What is upsetting is how long it has taken me to find this album. At this point I’m quite familiar with Hanukkah+ (if you’re not, get on it). And of course I know the Hanukkah classics brought to us by such visionaries as Adam Sandler and the Maccabeats. But Songs in the Key of Hanukkah is a completely different type of Hanukkah album. It is not Hanukkah music masquerading as Christmas music. It is not (entirely) satirical or humorous. It is a fun but thoughtfully constructed album, using Jewish sound and language (Hebrew, Ladino, and Yiddish!) to celebrate the oiliest of the Jewish holidays. And it is high time that we give it the love and attention it deserves.
The first track, “Hanukkah Oh Hanukkah,” is a fun reinvention of the classic Hanukkah song that was drilled into my head at Jewish day school as a child. This version is much more enjoyable, utilizing a distinct klezmer sound as the beat for rapping in both English and Yiddish. Erran must share his brother’s penchant for dressing up in costumes, as the music video features him as well as featured artist Jules Brookes in beards, sunglasses, and Orthodox-inspired outfits. Y-Love also makes a cameo to rap a verse in Yiddish. Shots of Cohen and Brookes DJing and partying at the club are intertwined with traditional Jewish folk dances and Hanukkah traditions like lighting the menorah.
The next song, “Dreidel,” is very reminiscent of the Borat soundtrack with its Balkan influence.
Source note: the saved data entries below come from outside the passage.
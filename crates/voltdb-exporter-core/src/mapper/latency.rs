//! Cluster-wide transaction latency percentiles over the last five seconds.

use super::{CategorySpec, HOSTNAME, MICROS, MetricColumn};

pub(super) static LATENCY: CategorySpec = CategorySpec {
    namespace: "voltdb_latency",
    labels: &[HOSTNAME],
    metrics: &[
        MetricColumn::new("TPS", "tps").help("Transactions per second"),
        MetricColumn::new("P50", "median")
            .unit("seconds")
            .scale(MICROS)
            .help("Median transaction latency"),
        MetricColumn::new("P95", "95th")
            .unit("seconds")
            .scale(MICROS)
            .help("95th percentile transaction latency"),
        MetricColumn::new("P99", "99th")
            .unit("seconds")
            .scale(MICROS)
            .help("99th percentile transaction latency"),
        MetricColumn::new("P99.9", "three_nines")
            .unit("seconds")
            .scale(MICROS)
            .help("99.9th percentile transaction latency"),
        MetricColumn::new("P99.99", "four_nines")
            .unit("seconds")
            .scale(MICROS)
            .help("99.99th percentile transaction latency"),
        MetricColumn::new("P99.999", "five_nines")
            .unit("seconds")
            .scale(MICROS)
            .help("99.999th percentile transaction latency"),
        MetricColumn::new("MAX", "max")
            .unit("seconds")
            .scale(MICROS)
            .help("Maximum transaction latency"),
    ],
};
Though it is not the X-rated version of this children’s rhyme I may have been hoping for, it is still a fun version of the song featuring a call and response of “dreidel” that I know will be stuck in my head for the foreseeable future as well as a horn section that makes me want to do the dance from the wedding scene in Fiddler on the Roof.
Next up is a modern version of the Ladino Hanukkah song “Ocho Kandelikas.” Ladino is a blend of Spanish and Hebrew, spoken by Sephardic Jews, and the inclusion of this song on the album reflects the thoughtfulness put into selecting how to best represent a fuller range of Jewish culture. The track starts out with a modern electronic beat that sounds like the kind of ambient music you would hear at a trendy fine dining establishment. This serves as the base for the beautiful and sultry voice of Yasmin Levy, an Israeli singer-songwriter who focuses on Ladino music. Much like the rest of the album, this song is like a childhood memory all grown-up.
The rest of the album is a mix of familiar and original songs. “Spin it Up” and “Look to the Light” both feature Jules Brookes again. These original songs lead to Brookes on “Rock of Ages,” the english version of “Ma’oz Tzur.” If there are any fans of Israeli music reading this, I would recommend checking out “Relics of Love and Light,” a Hebrew duet between Idan Raichel and Avivit Caspi. Yasmin Levy is back on the following song, “A la Luz de la Vela (In the Light of the Candle),” for a flamenco-infused track. This is followed by “My Hanukkah (Keep the Fire Alive),” another original song that features Y-Love and Dana Kerstein with a hip hop inspired sound. Kerstein closes out the album with the second version of one of the most essential Hanukkah songs, Rock of Ages, this time in Hebrew. This classic rendition of “Ma’oz Tzur” is a beautiful way to wrap up the listening experience.
While it may be 12 years old (a bar mitzvah boy!), I strongly recommend making Songs in the Key of Hanukkah the soundtrack to your Hanukkah this year. Put it on while you fry up some latkes or while you light the candles on your menorah. Let it play in the background as you demolish your family or friends in games of dreidel. Listen to it while you gorge yourself on sufganiyot — or, for my fellow Moroccan Jews, sfinge doughnuts. I promise, you and your ears won’t regret it.